Vector API Questions

Mon Sep 6 00:20:27 UTC 2021

Yes, a shuffle works for the operation I was looking for.  Though my attempt at implementing the basic 8 bit -> 16 bit conversion loop in my original email is even slower when I tried a version using a shuffle instead of converting to shorts and shifting.

My basic loop to convert from bytes to shorts by shifting byte values to the high byte of the short is 70 times faster without using the Vector API in that case!

I have to wonder if I’m doing something horribly wrong.

It should be possible for this simple loop:

    void widen(ByteBuffer srcBuff , ByteBuffer dstBuff ) {
          while (srcBuff.hasRemaining()) {
              dstBuff.putShort((short) (srcBuff.get() << 8));
          }
    }

to go much faster when using vector instructions that operator on 32 bytes at a time.

But this is 70x slower:

    int si = 0;
    int di = 0;
    final int loopBound = ByteVector.SPECIES_PREFERRED.loopBound(srcBuff.remaining());
    for (; si < loopBound; si += BYTE_SPECIES_LENGTH) {
        ByteVector srcVec = ByteVector.fromByteBuffer(ByteVector.SPECIES_PREFERRED, srcBuff, si, NATIVE_ORDER);
        srcVec.rearrange(EXPANDING_SHUFFLE_LO, ZERO).intoByteBuffer(dstBuff, di, NATIVE_ORDER);
        di += BYTE_SPECIES_LENGTH;
        srcVec.rearrange(EXPANDING_SHUFFLE_HI, ZERO).intoByteBuffer(dstBuff, di, NATIVE_ORDER);
        di += BYTE_SPECIES_LENGTH;
     }

Both vector versions I’ve tried are at least an order of magnitude slower than the scalar code.  I’m I doing something wrong?

Thanks,

Scott

> On Sep 5, 2021, at 6:27 PM, John Rose <john.r.rose at oracle.com> wrote:
> 
> I think those are hardware specialized shuffles, right?
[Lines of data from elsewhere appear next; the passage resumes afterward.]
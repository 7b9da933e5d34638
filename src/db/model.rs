//! Database model types for Diesel ORM.

use diesel::prelude::*;

use super::schema::{
    circuit_state, export_audit, games, manual_picks, published_picks, signal_picks,
};

/// Database row for a signal pick (queryable).
#[derive(Queryable, Selectable, Debug, Clone)]
#[diesel(table_name = signal_picks)]
#[diesel(check_for_backend(diesel::sqlite::Sqlite))]
pub struct SignalPickRow {
    pub id: Option<i32>,
    pub player_lookup: String,
    pub game_id: String,
    pub game_date: String,
    pub player_name: String,
    pub team_abbr: String,
    pub opponent_abbr: String,
    pub recommendation: String,
    pub line_value: String,
    pub edge: String,
    pub rank: Option<i32>,
    pub pick_angles: String,
    pub predicted_points: Option<String>,
    pub ultra_tier: String,
    pub source: String,
    pub prediction_correct: Option<i32>,
    pub actual_points: Option<String>,
    pub is_voided: i32,
    pub void_reason: Option<String>,
    pub created_at: String,
}

/// Database row for a signal pick (insertable).
#[derive(Insertable, Debug, Clone)]
#[diesel(table_name = signal_picks)]
pub struct NewSignalPickRow {
    pub player_lookup: String,
    pub game_id: String,
    pub game_date: String,
    pub player_name: String,
    pub team_abbr: String,
    pub opponent_abbr: String,
    pub recommendation: String,
    pub line_value: String,
    pub edge: String,
    pub rank: Option<i32>,
    pub pick_angles: String,
    pub predicted_points: Option<String>,
    pub ultra_tier: String,
    pub source: String,
    pub prediction_correct: Option<i32>,
    pub actual_points: Option<String>,
    pub is_voided: i32,
    pub void_reason: Option<String>,
    pub created_at: String,
}

/// Database row for a locked published pick.
#[derive(Queryable, Selectable, Insertable, Debug, Clone)]
#[diesel(table_name = published_picks)]
#[diesel(check_for_backend(diesel::sqlite::Sqlite))]
pub struct PublishedPickRow {
    pub game_date: String,
    pub player_lookup: String,
    pub game_id: String,
    pub player_name: String,
    pub team_abbr: String,
    pub opponent_abbr: String,
    pub recommendation: String,
    pub line_value: String,
    pub edge: String,
    pub rank: i32,
    pub pick_angles: String,
    pub predicted_points: Option<String>,
    pub ultra_tier: i32,
    pub source: String,
    pub prediction_correct: Option<i32>,
    pub actual_points: Option<String>,
    pub is_voided: i32,
    pub void_reason: Option<String>,
    pub first_published_at: String,
    pub last_seen_in_signal: Option<String>,
    pub updated_at: String,
}

/// Database row for a manual pick (queryable).
#[derive(Queryable, Selectable, Debug, Clone)]
#[diesel(table_name = manual_picks)]
#[diesel(check_for_backend(diesel::sqlite::Sqlite))]
pub struct ManualPickRow {
    pub id: Option<i32>,
    pub game_date: String,
    pub player_lookup: String,
    pub game_id: String,
    pub player_name: String,
    pub team_abbr: String,
    pub opponent_abbr: String,
    pub recommendation: String,
    pub line_value: String,
    pub edge: Option<String>,
    pub pick_angles: String,
    pub ultra_tier: i32,
    pub is_active: i32,
    pub added_by: String,
    pub notes: Option<String>,
    pub created_at: String,
}

/// Database row for a manual pick (insertable).
#[derive(Insertable, Debug, Clone)]
#[diesel(table_name = manual_picks)]
pub struct NewManualPickRow {
    pub game_date: String,
    pub player_lookup: String,
    pub game_id: String,
    pub player_name: String,
    pub team_abbr: String,
    pub opponent_abbr: String,
    pub recommendation: String,
    pub line_value: String,
    pub edge: Option<String>,
    pub pick_angles: String,
    pub ultra_tier: i32,
    pub is_active: i32,
    pub added_by: String,
    pub notes: Option<String>,
    pub created_at: String,
}

/// Database row for an export audit record.
#[derive(Queryable, Selectable, Insertable, Debug, Clone)]
#[diesel(table_name = export_audit)]
#[diesel(check_for_backend(diesel::sqlite::Sqlite))]
pub struct ExportAuditRow {
    pub export_id: String,
    pub game_date: String,
    pub total_count: i32,
    pub algorithm_count: i32,
    pub manual_count: i32,
    pub locked_count: i32,
    pub new_count: i32,
    pub dropped_count: i32,
    pub picks_snapshot: String,
    pub trigger_source: String,
    pub created_at: String,
}

/// Database row for a mirrored circuit state.
#[derive(Queryable, Selectable, Insertable, Debug, Clone)]
#[diesel(table_name = circuit_state)]
#[diesel(check_for_backend(diesel::sqlite::Sqlite))]
pub struct CircuitStateRow {
    pub circuit_key: String,
    pub state: String,
    pub failure_count: i32,
    pub threshold: i32,
    pub timeout_seconds: i32,
    pub opened_at: Option<String>,
    pub last_success: Option<String>,
    pub last_failure: Option<String>,
    pub last_error: Option<String>,
    pub updated_at: String,
}

/// Database row for a game's schedule status.
#[derive(Queryable, Selectable, Insertable, Debug, Clone)]
#[diesel(table_name = games)]
#[diesel(check_for_backend(diesel::sqlite::Sqlite))]
pub struct GameRow {
    pub game_id: String,
    pub game_date: String,
    pub status: String,
}
//! SQLite adapters using Diesel.
//!
//! Timestamps are stored as RFC 3339 text and decimals as text, parsed
//! back at the read boundary. The legacy boolean-or-string premium flag on
//! signal rows is normalized here and nowhere else.

pub mod audit;
pub mod circuit;
pub mod manual;
pub mod probe;
pub mod snapshot;
pub mod sources;

use chrono::{DateTime, NaiveDate, Utc};
use rust_decimal::Decimal;

use crate::error::{Error, Result};

pub(crate) fn parse_date(raw: &str) -> Result<NaiveDate> {
    raw.parse()
        .map_err(|e| Error::Parse(format!("bad date '{raw}': {e}")))
}

pub(crate) fn parse_ts(raw: &str) -> Result<DateTime<Utc>> {
    DateTime::parse_from_rfc3339(raw)
        .map(|dt| dt.with_timezone(&Utc))
        .map_err(|e| Error::Parse(format!("bad timestamp '{raw}': {e}")))
}

pub(crate) fn parse_ts_opt(raw: Option<&str>) -> Result<Option<DateTime<Utc>>> {
    raw.map(parse_ts).transpose()
}

pub(crate) fn parse_decimal(raw: &str) -> Result<Decimal> {
    raw.parse()
        .map_err(|e| Error::Parse(format!("bad decimal '{raw}': {e}")))
}

pub(crate) fn parse_decimal_opt(raw: Option<&str>) -> Result<Option<Decimal>> {
    raw.map(parse_decimal).transpose()
}

pub(crate) fn angles_from_json(raw: &str) -> Result<Vec<String>> {
    serde_json::from_str(raw).map_err(|e| Error::Parse(e.to_string()))
}

pub(crate) fn angles_to_json(angles: &[String]) -> Result<String> {
    serde_json::to_string(angles).map_err(|e| Error::Parse(e.to_string()))
}

pub(crate) fn flag(value: i32) -> bool {
    value != 0
}

pub(crate) fn flag_opt(value: Option<i32>) -> Option<bool> {
    value.map(flag)
}

#[cfg(test)]
pub(crate) mod test_db {
    use diesel_migrations::MigrationHarness;

    use crate::db::{create_pool, DbPool, MIGRATIONS};

    pub fn setup() -> DbPool {
        let pool = create_pool(":memory:").expect("Failed to create pool");
        let mut conn = pool.get().expect("Failed to get connection");
        conn.run_pending_migrations(MIGRATIONS)
            .expect("Failed to run migrations");
        pool
    }
}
So try a shuffle. We should try to recognize fixed shuffles that can be handled by special instructions. That’s the basic approach. It doesn’t need a new primitive but maybe some convenience functions and better instruction selection. 
> 
>> On Sep 5, 2021, at 1:09 PM, Scott Palmer <swpalmer at gmail.com> wrote:
>> 
>> Is this list appropriate for questions involving the Vector API?  (I scanned the list at https://mail.openjdk.java.net/mailman/listinfo but didn’t see anything)
>> 
>> E.g. questions such as, 
>> 
>> Are there plans to support operation XXX?  
>> 
>> I’m looking for something like: https://www.felixcloutier.com/x86/punpcklbw:punpcklwd:punpckldq:punpcklqdq
>> 
>> Or performance related queries?
>> 
>> I tried to convert this simple operation to use the Vector API (on 2MB source buffers) and the result iI got was 15x slower than this byte-wise loop:
>> 
>>    void widen(ByteBuffer srcBuff , ByteBuffer dstBuff ) {
>>           while (srcBuff.hasRemaining()) {
>>               dstBuff.putShort((short) (srcBuff.get() << 8));
>>           }
>>   }
>> 
>> 
>> My attempt using JDK 16 on macOS (Intel) looked like:
>> 
>>   final int BYTE_PREFERRED_SPECIES_LENGTH = ByteVector.SPECIES_PREFERRED.length();
>>   final int loopBound = ByteVector.SPECIES_PREFERRED.loopBound(srcBuff.remaining());
>>   int si = 0;
>>   int di = 0;
>>   for (; si < loopBound; si += BYTE_PREFERRED_SPECIES_LENGTH) {
>>               ByteVector srcVec = ByteVector.fromByteBuffer(ByteVector.SPECIES_PREFERRED, srcBuff, si, NATIVE_ORDER);
>>               srcVec.convert(VectorOperators.B2S, 0)
>>                       .lanewise(VectorOperators.LSHL, 8)
>>                       .intoByteBuffer(dstBuff, di, NATIVE_ORDER);
>>               di += BYTE_PREFERRED_SPECIES_LENGTH;
>> 
>>               srcVec.convert(VectorOperators.B2S, 1)
>>                       .lanewise(VectorOperators.LSHL, 8)
>>                       .intoByteBuffer(dstBuff, PD_di, NATIVE_ORDER);
>>               di += BYTE_PREFERRED_SPECIES_LENGTH;
>>   }
>> 
>> If this is the wrong place for these kinds of questions, please point me in the right direction.
>> 
>> Thanks,
>> 
>> Scott